Anderson's argument is thought-provoking in that it points out the fundamental problem that “the amount of respect, standing, and autonomy they (workers) get is roughly proportional to their market value” (2017: 138). Free market economics is no longer a way to dismantle or tame social hierarchy, even though we might concede that private government does not wield as much coercive power as actual states. This impressive volume is a welcome contribution because it sheds light on the neglected role of power relations in the workplace. These questions are of immediate concern to most of us, and they deserve closer examination.
4. Are Anderson's solutions up to scratch in the gig economy?
Anderson concludes her book by presenting four potential remedies to workplace coercion and subordination: enhanced exit rights, a workers' bill of rights, enforced rule of law and facilitating a greater voice for employees in the operations of their employer. Anderson endeavours to remind the reader that the current economic state of affairs should not be seen as either intended or inevitable.

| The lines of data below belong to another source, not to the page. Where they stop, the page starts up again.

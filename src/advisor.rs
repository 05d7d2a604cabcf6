//! Advisor collaborator
//!
//! Thin client for a hosted generative-AI API, used for natural-language
//! security Q&A and rule-set audits. Strictly request/response: nothing
//! returned here feeds back into packet evaluation, and a failed call
//! only surfaces in the CLI path that asked for it.

use crate::config::AdvisorConfig;
use crate::engine::RuleSet;
use crate::{Error, Result};
use serde::Deserialize;
use serde_json::json;

/// Answer to a free-text consultation
#[derive(Debug, Clone)]
pub struct Answer {
    pub text: String,
    /// Web sources the model grounded its answer in, possibly empty
    pub sources: Vec<SourceLink>,
}

/// Web source backing an answer
#[derive(Debug, Clone, Deserialize)]
pub struct SourceLink {
    #[serde(default)]
    pub title: String,
    #[serde(default)]
    pub uri: String,
}

/// Structured result of a rule-set audit
#[derive(Debug, Clone, Deserialize)]
#[serde(rename_all = "camelCase")]
pub struct RuleAudit {
    pub summary: String,
    /// CRITICAL, HIGH, MEDIUM or LOW
    pub risk_level: String,
    #[serde(default)]
    pub findings: Vec<AuditFinding>,
}

/// One audit finding
#[derive(Debug, Clone, Deserialize)]
pub struct AuditFinding {
    pub description: String,
    pub recommendation: String,
}

// Wire format of the generateContent response; only the fields we read.

#[derive(Debug, Deserialize)]
struct GenerateResponse {
    #[serde(default)]
    candidates: Vec<Candidate>,
}

#[derive(Debug, Deserialize)]
#[serde(rename_all = "camelCase")]
struct Candidate {
    content: Option<Content>,
    grounding_metadata: Option<GroundingMetadata>,
}

#[derive(Debug, Deserialize)]
struct Content {
    #[serde(default)]
    parts: Vec<Part>,
}

#[derive(Debug, Deserialize)]
struct Part {
    #[serde(default)]
    text: String,
}

#[derive(Debug, Deserialize)]
#[serde(rename_all = "camelCase")]
struct GroundingMetadata {
    #[serde(default)]
    grounding_chunks: Vec<GroundingChunk>,
}

#[derive(Debug, Deserialize)]
struct GroundingChunk {
    web: Option<SourceLink>,
}

impl GenerateResponse {
    fn text(&self) -> String {
        self.candidates
            .first()
            .and_then(|c| c.content.as_ref())
            .map(|content| {
                content
                    .parts
                    .iter()
                    .map(|p| p.text.as_str())
                    .collect::<Vec<_>>()
                    .join("")
            })
            .unwrap_or_default()
    }

    fn into_sources(self) -> Vec<SourceLink> {
        self.candidates
            .into_iter()
            .next()
            .and_then(|c| c.grounding_metadata)
            .map(|g| g.grounding_chunks.into_iter().filter_map(|c| c.web).collect())
            .unwrap_or_default()
    }
}

/// Client for the advisor API
pub struct AdvisorClient {
    http: reqwest::Client,
    base_url: String,
    consult_model: String,
    audit_model: String,
    api_key: String,
}

impl AdvisorClient {
    pub fn new(
        base_url: impl Into<String>,
        consult_model: impl Into<String>,
        audit_model: impl Into<String>,
        api_key: impl Into<String>,
    ) -> Self {
        Self {
            http: reqwest::Client::new(),
            base_url: base_url.into(),
            consult_model: consult_model.into(),
            audit_model: audit_model.into(),
            api_key: api_key.into(),
        }
    }

    /// Build a client from configuration, reading the API key from the
    /// configured environment variable
    pub fn from_config(config: &AdvisorConfig) -> Result<Self> {
        let api_key = std::env::var(&config.api_key_env).map_err(|_| {
            Error::Advisor(format!(
                "API key not set; export {} to use the advisor",
                config.api_key_env
            ))
        })?;
        Ok(Self::new(
            config.base_url.clone(),
            config.consult_model.clone(),
            config.audit_model.clone(),
            api_key,
        ))
    }

    async fn generate(&self, model: &str, body: serde_json::Value) -> Result<GenerateResponse> {
        let url = format!("{}/models/{}:generateContent", self.base_url, model);
        let response = self
            .http
            .post(&url)
            .query(&[("key", self.api_key.as_str())])
            .json(&body)
            .send()
            .await
            .map_err(|e| Error::Advisor(e.to_string()))?;

        if !response.status().is_success() {
            return Err(Error::Advisor(format!(
                "API returned {}",
                response.status()
            )));
        }

        response
            .json::<GenerateResponse>()
            .await
            .map_err(|e| Error::Advisor(e.to_string()))
    }

    /// Ask a free-text security question. The model may ground its
    /// answer in web search results.
    pub async fn consult(&self, question: &str) -> Result<Answer> {
        let prompt = format!(
            "You are a cybersecurity consultant. Answer the following technical \
             question about firewall implementation or host security strategy. \
             Provide concrete commands or architecture advice where possible.\n\
             Question: {}",
            question
        );
        let body = json!({
            "contents": [{ "parts": [{ "text": prompt }] }],
            "tools": [{ "googleSearch": {} }],
        });

        let response = self.generate(&self.consult_model, body).await?;
        let text = response.text();
        if text.is_empty() {
            return Err(Error::Advisor("empty answer from model".to_string()));
        }
        Ok(Answer {
            text,
            sources: response.into_sources(),
        })
    }

    /// Audit the active rule set for shadowing and zero-trust holes
    pub async fn audit_rules(&self, rules: &RuleSet) -> Result<RuleAudit> {
        let listing: Vec<String> = rules.iter().map(|r| r.to_string()).collect();
        let prompt = format!(
            "As a senior network security architect, audit this host firewall \
             rule set. Rules are evaluated in order; first match wins. Look for \
             rule shadowing, holes in the default-deny posture, and ordering \
             problems.\nRules:\n{}",
            listing.join("\n")
        );
        let body = json!({
            "contents": [{ "parts": [{ "text": prompt }] }],
            "generationConfig": {
                "responseMimeType": "application/json",
                "responseSchema": {
                    "type": "OBJECT",
                    "properties": {
                        "summary": { "type": "STRING" },
                        "riskLevel": { "type": "STRING" },
                        "findings": {
                            "type": "ARRAY",
                            "items": {
                                "type": "OBJECT",
                                "properties": {
                                    "description": { "type": "STRING" },
                                    "recommendation": { "type": "STRING" }
                                },
                                "required": ["description", "recommendation"]
                            }
                        }
                    },
                    "required": ["summary", "riskLevel", "findings"]
                }
            },
        });

        let response = self.generate(&self.audit_model, body).await?;
        serde_json::from_str(&response.text())
            .map_err(|e| Error::Advisor(format!("malformed audit response: {}", e)))
    }
}
//! Incident log
//!
//! Fixed-capacity record of high-severity events raised by the
//! zero-trust response. Insertion order is recency order: the newest
//! incident sits at the front and overflow evicts the oldest.

use crate::engine::rules::Action;
use chrono::{DateTime, Utc};
use std::collections::VecDeque;
use std::fmt;
use std::net::Ipv4Addr;

/// Number of incidents retained
pub const INCIDENT_CAPACITY: usize = 10;

/// Incident severity
#[derive(Debug, Clone, Copy, PartialEq, Eq, PartialOrd, Ord)]
pub enum Severity {
    Medium,
    High,
    Critical,
}

impl Severity {
    pub fn as_str(&self) -> &'static str {
        match self {
            Severity::Medium => "MEDIUM",
            Severity::High => "HIGH",
            Severity::Critical => "CRITICAL",
        }
    }
}

impl fmt::Display for Severity {
    fn fmt(&self, f: &mut fmt::Formatter<'_>) -> fmt::Result {
        f.write_str(self.as_str())
    }
}

/// One recorded security incident
#[derive(Debug, Clone)]
pub struct Incident {
    pub id: String,
    pub timestamp: DateTime<Utc>,
    pub source_ip: Ipv4Addr,
    pub threat_type: String,
    pub action_taken: Action,
    pub severity: Severity,
}

/// Bounded, append-only incident log
#[derive(Debug)]
pub struct IncidentLog {
    entries: VecDeque<Incident>,
    capacity: usize,
}

impl IncidentLog {
    pub fn new(capacity: usize) -> Self {
        Self {
            entries: VecDeque::new(),
            capacity: capacity.max(1),
        }
    }

    /// Record an incident, evicting the oldest entry on overflow
    pub fn record(&mut self, incident: Incident) {
        self.entries.push_front(incident);
        self.entries.truncate(self.capacity);
    }

    /// Iterate incidents newest first
    pub fn recent(&self) -> impl Iterator<Item = &Incident> {
        self.entries.iter()
    }

    /// The most recently recorded incident
    pub fn latest(&self) -> Option<&Incident> {
        self.entries.front()
    }

    pub fn len(&self) -> usize {
        self.entries.len()
    }

    pub fn is_empty(&self) -> bool {
        self.entries.is_empty()
    }
}

impl Default for IncidentLog {
    fn default() -> Self {
        Self::new(INCIDENT_CAPACITY)
    }
}

#[cfg(test)]
mod tests {
    use super::*;

    fn make_incident(id: &str) -> Incident {
        Incident {
            id: id.to_string(),
            timestamp: Utc::now(),
            source_ip: Ipv4Addr::new(198, 51, 100, 100),
            threat_type: "Exploit Attempt".to_string(),
            action_taken: Action::ZeroTrustLock,
            severity: Severity::High,
        }
    }

    #[test]
    fn test_record_and_order() {
        let mut log = IncidentLog::default();
        log.record(make_incident("a"));
        log.record(make_incident("b"));

        let ids: Vec<&str> = log.recent().map(|i| i.id.as_str()).collect();
        assert_eq!(ids, vec!["b", "a"]);
        assert_eq!(log.latest().unwrap().id, "b");
    }

    #[test]
    fn test_capacity_evicts_oldest() {
        let mut log = IncidentLog::new(3);
        for i in 0..5 {
            log.record(make_incident(&format!("i{}", i)));
        }

        assert_eq!(log.len(), 3);
        let ids: Vec<&str> = log.recent().map(|i| i.id.as_str()).collect();
        // Oldest (i0, i1) are gone, newest first.
        assert_eq!(ids, vec!["i4", "i3", "i2"]);
    }

    #[test]
    fn test_default_capacity() {
        let mut log = IncidentLog::default();
        for i in 0..25 {
            log.record(make_incident(&format!("i{}", i)));
        }
        assert_eq!(log.len(), INCIDENT_CAPACITY);
    }

    #[test]
    fn test_severity_ordering() {
        assert!(Severity::Critical > Severity::High);
        assert!(Severity::High > Severity::Medium);
        assert_eq!(Severity::High.as_str(), "HIGH");
    }
}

However, this review questions whether these solutions go far enough to tackle a new generation of unaccountable power structures and workplace hierarchy found in the ever-growing gig economy. The gig economy refers to flexible, temporary, or freelance work that usually involves connecting with clients via an online platform. A wide variety of positions can be considered gig, including ride-sharing networks, food and parcel delivery or even code and freelance writing.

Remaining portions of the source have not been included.